Die Mikroelektronik-Produktion des Landes konnte nicht mit den internationalen Herstellern aus den USA, Europa oder Asien mithalten. Ein problematisches Erbe aus veraltetem Equipment und fehlendem Personal behinderte Russlands Bemühungen, eine eigene Industrie auf Weltklasseniveau aufzubauen. Dem australischen Thinktank Australian Institute of International Affairs zufolge hat das bis heute Nachwirkungen auf die russische Chip-Industrie.

China als Russland-Gehilfe – so umgeht der Kreml West-Sanktionen

Um das auszugleichen, hat sich Russland eben an China gewandt. Allerdings sind die chinesischen Komponenten weniger fortschrittlich und haben – genau wie russische Chips – eine hohe Defektrate. Mehr noch: obendrein leiden die Chiphersteller unter den hohen Leitzinsen, die ihre Kredite verteuern, und an den drastischen Lohnanhebungen, ohne die sie nicht mehr an Fachkräfte kämen.
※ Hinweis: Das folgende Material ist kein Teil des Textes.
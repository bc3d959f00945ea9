//! `careernav-projection`
//!
//! **Responsibility:** Monte Carlo earnings projection and the statistics a
//! caller derives from it.
//!
//! - Randomness is always injected (`rand::Rng`); nothing here reads global RNG state
//!   except `ProjectionRunner::run` when a request carries no seed, and even then
//!   the chosen seed is reported back.
//! - Results are read-only snapshots; nothing is persisted.

pub mod job;
pub mod projector;
pub mod result;
pub mod runner;
pub mod statistics;

pub use job::{CareerProjectionJob, SimulationJob};
pub use projector::{CompoundingMode, GrowthModel, ProjectionSettings, project};
pub use result::{CareerProjection, ProjectionError, ProjectionResult};
pub use runner::{ComparisonSummary, ProjectionReport, ProjectionRequest, ProjectionRunner};
pub use statistics::{DistributionSummary, HistogramBin, Percentiles, histogram, median, summarize};
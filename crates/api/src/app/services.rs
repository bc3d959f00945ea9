use careernav_projection::{ProjectionReport, ProjectionRequest, ProjectionRunner, ProjectionSettings};

use crate::app::errors::ApiError;
use crate::config::ApiConfig;

/// Shared, immutable handler dependencies.
#[derive(Debug, Clone)]
pub struct AppServices {
    runner: ProjectionRunner,
    defaults: ProjectionSettings,
}

impl AppServices {
    pub fn from_config(config: &ApiConfig) -> Self {
        Self {
            runner: ProjectionRunner::new()
                .with_max_simulations(config.max_simulations)
                .with_max_years(config.max_years),
            defaults: config.defaults.clone(),
        }
    }

    pub fn defaults(&self) -> &ProjectionSettings {
        &self.defaults
    }

    /// Run a projection off the async executor.
    pub async fn project(&self, request: ProjectionRequest) -> Result<ProjectionReport, ApiError> {
        let runner = self.runner;
        let report = tokio::task::spawn_blocking(move || runner.run(&request))
            .await
            .map_err(|e| ApiError::Internal(format!("projection task failed: {e}")))??;
        Ok(report)
    }
}
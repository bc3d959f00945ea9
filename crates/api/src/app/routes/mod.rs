use axum::{
    Router,
    routing::{get, post},
};

pub mod careers;
pub mod projections;
pub mod scores;
pub mod system;

/// Router for all form-facing endpoints.
pub fn router() -> Router {
    Router::new()
        .route("/careers", get(careers::list_careers))
        .route("/careers/:id", get(careers::get_career))
        .route("/projections", post(projections::create_projection))
        .route("/scores", post(scores::compute_scores))
}
//! HTTP API application wiring (Axum router + service wiring).
//!
//! - `services.rs`: the projection runner and per-request defaults
//! - `routes/`: HTTP routes + handlers (one file per area)
//! - `dto.rs`: request/response DTOs and JSON mapping helpers
//! - `errors.rs`: consistent error responses

use std::sync::Arc;

use axum::{Extension, Router, routing::get};
use tower::ServiceBuilder;

use crate::config::ApiConfig;
use crate::middleware;

pub mod dto;
pub mod errors;
pub mod routes;
pub mod services;

/// Build the full HTTP router (public entrypoint used by `main.rs`).
pub fn build_app(config: &ApiConfig) -> Router {
    let services = Arc::new(services::AppServices::from_config(config));

    Router::new()
        .route("/health", get(routes::system::health))
        .merge(routes::router())
        .layer(
            ServiceBuilder::new()
                .layer(axum::middleware::from_fn(middleware::request_logging))
                .layer(Extension(services)),
        )
}
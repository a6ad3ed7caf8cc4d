//! Terminal rendering of verses, chapter lists, and word tables
//!
//! Plain-string formatting so it is trivially testable; the session prints
//! the results. The theme picks the rule character used for panel borders.

use crate::api::{Chapter, VerseBundle, WordSegment};
use crate::prefs::Theme;

/// Horizontal rule sized to the verse panel
fn rule(theme: Theme) -> String {
    let c = match theme {
        Theme::Light => '-',
        Theme::Dark => '=',
    };
    c.to_string().repeat(64)
}

/// Formats the verse display panel
///
/// Shows the reference line ("Al-Baqarah:255"), the Arabic text, the
/// transliteration, and the translation, plus the navigation affordances.
pub fn format_verse(
    bundle: &VerseBundle,
    theme: Theme,
    can_rewind: bool,
    can_advance: bool,
) -> String {
    let rule = rule(theme);
    let mut out = String::new();

    out.push_str(&rule);
    out.push('\n');
    out.push_str(&format!(
        "{}:{}\n",
        bundle.chapter_name, bundle.reference.verse
    ));
    out.push_str(&rule);
    out.push('\n');
    out.push_str(&format!("{}\n\n", bundle.arabic.text));
    out.push_str(&format!("{}\n\n", bundle.transliteration.text));
    out.push_str(&format!("{}\n", bundle.translation.text));
    out.push_str(&rule);
    out.push('\n');

    let prev = if can_rewind { "<- prev" } else { "       " };
    let next = if can_advance { "next ->" } else { "" };
    out.push_str(&format!("{}  [{}]  {}", prev, bundle.reference, next));

    out
}

/// Formats the chapter list panel
///
/// The currently selected chapter is marked with `*`, mirroring the active
/// entry highlight of the original list.
pub fn format_chapter_list(chapters: &[&Chapter], current: u16) -> String {
    let mut out = String::new();

    for chapter in chapters {
        let marker = if chapter.number == current { '*' } else { ' ' };
        out.push_str(&format!(
            "{} {:>3}  {} ({}) - {} [{} verses]\n",
            marker,
            chapter.number,
            chapter.english_name,
            chapter.name,
            chapter.english_name_translation,
            chapter.number_of_ayahs
        ));
    }

    out.trim_end().to_string()
}

/// Formats the word-by-word breakdown table
pub fn format_words(segments: &[WordSegment]) -> String {
    if segments.is_empty() {
        return "No word-by-word breakdown available for this verse.".to_string();
    }

    let mut out = String::new();
    for segment in segments {
        out.push_str(&format!(
            "{:>3}. {}  |  {}  |  {}\n",
            segment.position, segment.arabic, segment.transliteration, segment.translation
        ));
    }

    out.trim_end().to_string()
}

/// Session command help
pub fn help_text() -> &'static str {
    "Commands:
  next, n              advance to the next verse
  prev, p              step back to the previous verse
  goto C:V, g C:V      jump to chapter C, verse V (e.g. goto 2:255)
  surah N, c N         open chapter N at its first verse
  list, l              show the chapter list
  search TEXT, s TEXT  filter chapters by name or number
  translation ID, t ID switch translation edition (e.g. t en.pickthall)
  words, w             word-by-word breakdown of the current verse
  play                 play the current verse's recitation audio
  save [FILE]          download the recitation audio to a file
  theme                toggle light/dark theme
  help, h, ?           show this help
  quit, q              leave the session"
}
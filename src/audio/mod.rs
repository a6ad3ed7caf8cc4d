//! Recitation audio resolution and playback hand-off
//!
//! The reader never decodes audio itself. It resolves the per-verse audio URL
//! from the audio-bearing edition response and either hands it to a
//! user-configured external player command or downloads the bytes to a file.

use std::path::Path;
use std::process::{Child, Command, Stdio};

use crate::api::Verse;
use crate::{MushafError, Result};

/// Resolves the recitation audio URL from an audio-edition verse
///
/// Prefers the primary URL, falling back to the first secondary URL.
pub fn resolve_audio(verse: &Verse) -> Option<String> {
    verse.audio.clone().or_else(|| {
        verse
            .audio_secondary
            .as_ref()
            .and_then(|urls| urls.first().cloned())
    })
}

/// Downloads recitation audio to a local file
///
/// Returns the number of bytes written.
pub async fn download(client: &reqwest::Client, url: &str, path: &Path) -> Result<u64> {
    tracing::info!("Downloading audio from {} to {}", url, path.display());

    let response = client
        .get(url)
        .send()
        .await
        .map_err(|source| MushafError::Http {
            url: url.to_string(),
            source,
        })?;

    let status = response.status();
    if !status.is_success() {
        return Err(MushafError::Api {
            endpoint: url.to_string(),
            code: status.as_u16(),
            status: status
                .canonical_reason()
                .unwrap_or("unknown status")
                .to_string(),
        });
    }

    let bytes = response
        .bytes()
        .await
        .map_err(|source| MushafError::Http {
            url: url.to_string(),
            source,
        })?;

    std::fs::write(path, &bytes)?;
    Ok(bytes.len() as u64)
}

/// Splits a configured player command into program and arguments
///
/// The audio URL is appended as the final argument.
pub fn player_invocation(command: &str, url: &str) -> Option<(String, Vec<String>)> {
    let mut parts = command.split_whitespace();
    let program = parts.next()?.to_string();
    let mut args: Vec<String> = parts.map(str::to_string).collect();
    args.push(url.to_string());
    Some((program, args))
}

/// Hands the audio URL to the configured external player
///
/// The child process is detached from the reader's stdio so player chatter
/// does not interleave with the session prompt.
pub fn spawn_player(command: &str, url: &str) -> Result<Child> {
    let (program, args) =
        player_invocation(command, url).ok_or(MushafError::PlayerUnavailable)?;

    tracing::info!("Handing audio to player: {} {:?}", program, args);

    let child = Command::new(program)
        .args(args)
        .stdin(Stdio::null())
        .stdout(Stdio::null())
        .stderr(Stdio::null())
        .spawn()?;

    Ok(child)
}
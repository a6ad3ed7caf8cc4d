//! Configuration module for Mushaf
//!
//! This module handles loading, parsing, and validating TOML configuration
//! files. Every key has a built-in default, so a config file is optional.
//!
//! # Example
//!
//! ```no_run
//! use mushaf::config::load_config;
//! use std::path::Path;
//!
//! let config = load_config(Path::new("mushaf.toml")).unwrap();
//! println!("Reading from: {}", config.api.base_url);
//! ```

mod parser;
mod types;
mod validation;

// Re-export types
pub use types::{ApiConfig, AudioConfig, ClientConfig, Config, PrefsConfig};

// Re-export parser functions
pub use parser::{compute_config_hash, load_config, load_config_with_hash};

// Re-export validation for callers constructing configs programmatically
pub use validation::validate;
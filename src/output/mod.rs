//! Terminal output formatting

pub mod display;
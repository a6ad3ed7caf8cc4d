//! Navigation state
//!
//! Tracks which chapter and verse are currently displayed and enforces the
//! bounds invariants on every transition.

mod cursor;

pub use cursor::Cursor;
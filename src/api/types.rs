use serde::Deserialize;
use std::fmt;

use crate::config::ApiConfig;

/// Standard response envelope used by the Quran REST API
///
/// Every endpoint wraps its payload in `data` alongside an application-level
/// status code that mirrors (but is distinct from) the HTTP status.
#[derive(Debug, Clone, Deserialize)]
pub struct Envelope<T> {
    pub code: u16,
    pub status: String,
    pub data: T,
}

/// A chapter (surah) as returned by the chapter list and chapter endpoints
#[derive(Debug, Clone, Deserialize)]
#[serde(rename_all = "camelCase")]
pub struct Chapter {
    /// Chapter number, 1-114
    pub number: u16,

    /// Arabic display name
    pub name: String,

    /// Latin-script display name (e.g. "Al-Baqarah")
    pub english_name: String,

    /// English translation of the name (e.g. "The Cow")
    pub english_name_translation: String,

    /// Number of verses (ayahs) in the chapter
    pub number_of_ayahs: u16,

    /// "Meccan" or "Medinan"
    pub revelation_type: String,
}

/// Abbreviated chapter metadata embedded in per-verse responses
#[derive(Debug, Clone, Deserialize)]
#[serde(rename_all = "camelCase")]
pub struct ChapterSummary {
    pub number: u16,
    pub name: String,
    pub english_name: String,
    pub number_of_ayahs: u16,
}

/// Edition metadata embedded in per-verse responses
#[derive(Debug, Clone, Deserialize)]
#[serde(rename_all = "camelCase")]
pub struct EditionInfo {
    pub identifier: String,
    pub language: String,
    pub name: String,
    pub english_name: String,
    pub format: String,
}

/// A single verse (ayah) in one edition
#[derive(Debug, Clone, Deserialize)]
#[serde(rename_all = "camelCase")]
pub struct Verse {
    /// Absolute verse number across the whole text
    pub number: u32,

    /// Verse text in this edition's language/script
    pub text: String,

    /// Verse number within its chapter
    pub number_in_surah: u16,

    /// Primary recitation audio URL (audio editions only)
    #[serde(default)]
    pub audio: Option<String>,

    /// Fallback recitation audio URLs (audio editions only)
    #[serde(default)]
    pub audio_secondary: Option<Vec<String>>,

    /// Chapter this verse belongs to
    #[serde(default)]
    pub surah: Option<ChapterSummary>,

    /// Edition this text came from
    #[serde(default)]
    pub edition: Option<EditionInfo>,
}

/// One word of a verse from the word-by-word breakdown API
#[derive(Debug, Clone, Deserialize)]
pub struct WordSegment {
    /// 1-based position of the word within the verse
    pub position: u16,
    pub arabic: String,
    pub translation: String,
    pub transliteration: String,
}

/// The edition identifiers fetched for each navigation step
#[derive(Debug, Clone)]
pub struct EditionSet {
    pub arabic: String,
    pub translation: String,
    pub transliteration: String,
}

impl EditionSet {
    /// Builds the edition set from the API configuration section
    pub fn from_config(api: &ApiConfig) -> Self {
        Self {
            arabic: api.arabic_edition.clone(),
            translation: api.translation_edition.clone(),
            transliteration: api.transliteration_edition.clone(),
        }
    }
}

/// A `chapter:verse` pair identifying one displayed verse
#[derive(Debug, Clone, Copy, PartialEq, Eq, Hash)]
pub struct VerseReference {
    pub chapter: u16,
    pub verse: u16,
}

impl fmt::Display for VerseReference {
    fn fmt(&self, f: &mut fmt::Formatter<'_>) -> fmt::Result {
        write!(f, "{}:{}", self.chapter, self.verse)
    }
}

/// Everything fetched for one navigation step, fanned in from the
/// per-edition verse requests
#[derive(Debug, Clone)]
pub struct VerseBundle {
    /// Which verse this bundle displays
    pub reference: VerseReference,

    /// Latin-script chapter name for the verse reference line
    pub chapter_name: String,

    /// Arabic text (from the audio-bearing edition)
    pub arabic: Verse,

    /// Translation text
    pub translation: Verse,

    /// Transliteration text
    pub transliteration: Verse,

    /// Resolved recitation audio URL, if the edition carries one
    pub audio_url: Option<String>,
}
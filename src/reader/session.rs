//! Interactive reading session
//!
//! A line-oriented command loop over the controller. Each command is awaited
//! to completion before the next line is read, so navigation responses are
//! applied in the order the commands were issued.

use std::io::{BufRead, Write};

use crate::output::display;
use crate::reader::ReaderController;
use crate::{MushafError, Result};

/// A parsed session command
#[derive(Debug, Clone, PartialEq, Eq)]
pub enum Command {
    /// Advance to the next verse
    Next,
    /// Step back to the previous verse
    Previous,
    /// Jump to a `chapter:verse` reference
    Goto(u16, u16),
    /// Select a chapter (resets to its first verse)
    Chapter(u16),
    /// Print the chapter list
    List,
    /// Filter the chapter list
    Search(String),
    /// Switch the translation edition
    Translation(String),
    /// Show the word-by-word breakdown of the current verse
    Words,
    /// Play (or print) the current verse's recitation audio
    Play,
    /// Download the current verse's recitation audio to a file
    Save(Option<String>),
    /// Toggle the light/dark theme
    Theme,
    /// Show command help
    Help,
    /// Leave the session
    Quit,
    /// Blank line
    Empty,
    /// Anything unrecognized
    Unknown(String),
}

/// Parses a `chapter:verse` reference such as "2:255"
pub fn parse_reference(s: &str) -> Option<(u16, u16)> {
    let (chapter, verse) = s.split_once(':')?;
    let chapter: u16 = chapter.trim().parse().ok()?;
    let verse: u16 = verse.trim().parse().ok()?;
    Some((chapter, verse))
}

/// Parses one line of session input
pub fn parse_command(line: &str) -> Command {
    let line = line.trim();
    if line.is_empty() {
        return Command::Empty;
    }

    let (word, rest) = match line.split_once(char::is_whitespace) {
        Some((w, r)) => (w, r.trim()),
        None => (line, ""),
    };

    match word.to_lowercase().as_str() {
        "next" | "n" => Command::Next,
        "prev" | "previous" | "p" => Command::Previous,
        "goto" | "g" => match parse_reference(rest) {
            Some((chapter, verse)) => Command::Goto(chapter, verse),
            None => Command::Unknown(line.to_string()),
        },
        "surah" | "chapter" | "c" => match rest.parse() {
            Ok(id) => Command::Chapter(id),
            Err(_) => Command::Unknown(line.to_string()),
        },
        "list" | "l" => Command::List,
        "search" | "s" => Command::Search(rest.to_string()),
        "translation" | "t" if !rest.is_empty() => Command::Translation(rest.to_string()),
        "words" | "w" => Command::Words,
        "play" => Command::Play,
        "save" => Command::Save(if rest.is_empty() {
            None
        } else {
            Some(rest.to_string())
        }),
        "theme" => Command::Theme,
        "help" | "h" | "?" => Command::Help,
        "quit" | "q" | "exit" => Command::Quit,
        _ => Command::Unknown(line.to_string()),
    }
}

/// Runs the interactive session until quit or end of input
pub async fn run_session(controller: &mut ReaderController) -> Result<()> {
    println!("Mushaf - {} chapters loaded. Type 'help' for commands.\n", controller.chapters().len());

    // Initial display, like the original's load-on-startup
    let initial = controller.refresh().await;
    show_after_fetch(controller, initial);

    let stdin = std::io::stdin();
    let mut lines = stdin.lock().lines();

    loop {
        print!("{} > ", controller.cursor());
        std::io::stdout().flush()?;

        let line = match lines.next() {
            Some(line) => line?,
            None => break,
        };

        match parse_command(&line) {
            Command::Next => {
                let result = controller.next_verse().await;
                if run_nav(controller, result) == Some(false) {
                    println!("Already at the last verse of this chapter.");
                }
            }
            Command::Previous => {
                let result = controller.previous_verse().await;
                if run_nav(controller, result) == Some(false) {
                    println!("Already at the first verse.");
                }
            }
            Command::Goto(chapter, verse) => {
                let result = controller.goto(chapter, verse).await;
                show_after_fetch(controller, result);
            }
            Command::Chapter(id) => {
                let result = controller.select_chapter(id).await;
                show_after_fetch(controller, result);
            }
            Command::List => {
                let chapters: Vec<_> = controller.chapters().iter().collect();
                println!(
                    "{}",
                    display::format_chapter_list(&chapters, controller.cursor().chapter())
                );
            }
            Command::Search(query) => {
                let matches = controller.search(&query);
                if matches.is_empty() {
                    println!("No chapters match '{}'.", query);
                } else {
                    println!(
                        "{}",
                        display::format_chapter_list(&matches, controller.cursor().chapter())
                    );
                }
            }
            Command::Translation(edition) => {
                let result = controller.set_translation(edition).await;
                show_after_fetch(controller, result);
            }
            Command::Words => match controller.word_by_word().await {
                Ok(segments) => println!("{}", display::format_words(&segments)),
                Err(MushafError::WordByWordUnavailable) => {
                    println!("No word-by-word source is configured.");
                }
                Err(e) => {
                    tracing::error!("Failed to load word-by-word breakdown: {}", e);
                    println!("Error loading word-by-word breakdown. Please try again.");
                }
            },
            Command::Play => play_current(controller),
            Command::Save(file) => save_current(controller, file).await,
            Command::Theme => match controller.toggle_theme() {
                Ok(theme) => println!("Theme set to {}.", theme),
                Err(e) => {
                    tracing::error!("Failed to persist theme: {}", e);
                    println!("Could not save theme preference.");
                }
            },
            Command::Help => println!("{}", display::help_text()),
            Command::Quit => break,
            Command::Empty => {}
            Command::Unknown(input) => {
                println!("Unrecognized command: '{}'. Type 'help' for commands.", input);
            }
        }
    }

    Ok(())
}

/// Handles a bounded navigation result: render on movement, surface errors
///
/// Returns `Some(moved)` on success, `None` when the fetch failed.
fn run_nav(controller: &ReaderController, result: Result<bool>) -> Option<bool> {
    match result {
        Ok(true) => {
            render_current(controller);
            Some(true)
        }
        Ok(false) => Some(false),
        Err(e) => {
            tracing::error!("Failed to load verse: {}", e);
            println!("Error loading verse. Please try again.");
            None
        }
    }
}

/// Renders the displayed verse, or surfaces a fetch failure
fn show_after_fetch(controller: &ReaderController, result: Result<()>) {
    match result {
        Ok(()) => render_current(controller),
        Err(e) => {
            tracing::error!("Failed to load verse: {}", e);
            println!("Error loading verse. Please try again.");
        }
    }
}

fn render_current(controller: &ReaderController) {
    if let Some(bundle) = controller.current() {
        println!(
            "{}",
            display::format_verse(bundle, controller.theme(), controller.can_rewind(), controller.can_advance())
        );
    }
}

/// Hands the current verse's audio to the configured player, or prints the URL
fn play_current(controller: &ReaderController) {
    let Some(url) = controller.audio_url() else {
        println!("No recitation audio available for this verse.");
        return;
    };

    match controller.player_command() {
        Some(command) => match crate::audio::spawn_player(command, url) {
            Ok(_child) => println!("Playing {}", controller.cursor()),
            Err(e) => {
                tracing::error!("Failed to start audio player: {}", e);
                println!("Could not start the audio player.");
            }
        },
        None => println!("Audio: {}", url),
    }
}

/// Downloads the current verse's audio to a file
async fn save_current(controller: &ReaderController, file: Option<String>) {
    let Some(url) = controller.audio_url() else {
        println!("No recitation audio available for this verse.");
        return;
    };

    let cursor = controller.cursor();
    let file = file.unwrap_or_else(|| format!("{}-{}.mp3", cursor.chapter(), cursor.verse()));

    match crate::audio::download(controller.client().http(), url, std::path::Path::new(&file)).await
    {
        Ok(bytes) => println!("Saved {} bytes to {}", bytes, file),
        Err(e) => {
            tracing::error!("Failed to download audio: {}", e);
            println!("Error downloading audio. Please try again.");
        }
    }
}
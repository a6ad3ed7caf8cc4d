use crate::config::types::{ApiConfig, ClientConfig, Config, PrefsConfig};
use crate::ConfigError;
use url::Url;

/// Validates the entire configuration
pub fn validate(config: &Config) -> Result<(), ConfigError> {
    validate_api_config(&config.api)?;
    validate_client_config(&config.client)?;
    validate_prefs_config(&config.prefs)?;
    Ok(())
}

/// Validates API endpoints and edition identifiers
fn validate_api_config(config: &ApiConfig) -> Result<(), ConfigError> {
    validate_http_url("base-url", &config.base_url)?;

    if let Some(wbw_url) = &config.word_by_word_url {
        validate_http_url("word-by-word-url", wbw_url)?;
    }

    validate_edition("arabic-edition", &config.arabic_edition)?;
    validate_edition("translation-edition", &config.translation_edition)?;
    validate_edition("transliteration-edition", &config.transliteration_edition)?;

    Ok(())
}

/// Validates HTTP client configuration
fn validate_client_config(config: &ClientConfig) -> Result<(), ConfigError> {
    if config.reader_name.is_empty() {
        return Err(ConfigError::Validation(
            "reader-name cannot be empty".to_string(),
        ));
    }

    if !config
        .reader_name
        .chars()
        .all(|c| c.is_alphanumeric() || c == '-')
    {
        return Err(ConfigError::Validation(format!(
            "reader-name must contain only alphanumeric characters and hyphens, got '{}'",
            config.reader_name
        )));
    }

    if config.timeout_secs < 1 {
        return Err(ConfigError::Validation(format!(
            "timeout-secs must be >= 1, got {}",
            config.timeout_secs
        )));
    }

    if config.connect_timeout_secs < 1 {
        return Err(ConfigError::Validation(format!(
            "connect-timeout-secs must be >= 1, got {}",
            config.connect_timeout_secs
        )));
    }

    Ok(())
}

/// Validates preference persistence configuration
fn validate_prefs_config(config: &PrefsConfig) -> Result<(), ConfigError> {
    if config.path.is_empty() {
        return Err(ConfigError::Validation(
            "prefs path cannot be empty".to_string(),
        ));
    }

    Ok(())
}

/// Validates that a URL parses and uses an HTTP scheme
fn validate_http_url(key: &str, value: &str) -> Result<(), ConfigError> {
    let url = Url::parse(value)
        .map_err(|e| ConfigError::InvalidUrl(format!("Invalid {}: {}", key, e)))?;

    if url.scheme() != "https" && url.scheme() != "http" {
        return Err(ConfigError::InvalidUrl(format!(
            "{} must use an http(s) scheme, got '{}'",
            key,
            url.scheme()
        )));
    }

    Ok(())
}

/// Validates an edition identifier (e.g. "en.sahih")
fn validate_edition(key: &str, identifier: &str) -> Result<(), ConfigError> {
    if identifier.is_empty() {
        return Err(ConfigError::Validation(format!("{} cannot be empty", key)));
    }

    if !identifier
        .chars()
        .all(|c| c.is_alphanumeric() || c == '.' || c == '-' || c == '_')
    {
        return Err(ConfigError::Validation(format!(
            "{} contains invalid characters: '{}'",
            key, identifier
        )));
    }

    Ok(())
}
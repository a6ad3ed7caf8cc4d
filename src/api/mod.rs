//! Quran REST API client
//!
//! Wire types and the HTTP client for the external Quran text/audio API and
//! the word-by-word breakdown API. Responses are plain JSON over HTTPS; there
//! is no retry, caching, or failure-recovery policy beyond surfacing a typed
//! error to the caller.

mod client;
mod types;

pub use client::{build_http_client, QuranClient};
pub use types::{
    Chapter, ChapterSummary, EditionInfo, EditionSet, Envelope, Verse, VerseBundle,
    VerseReference, WordSegment,
};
Der AIIA zieht die harte Bilanz: in der näheren und langfristigen Zukunft wird Russland sich mit einer Mikroprozessor-Industrie herumschlagen, die seinen eigenen Bedarf nicht decken kann. Die Rechner-Kapazität, die russischen Unternehmen, Staatsinstitutionen und der größeren Gesellschaft zur Verfügung steht, wird weiter hinterherhinken. Am Ende wird die Lebensqualität langsam, aber stetig sinken – was gebildete Russen dazu bringt, ihre Chancen im Ausland zu suchen.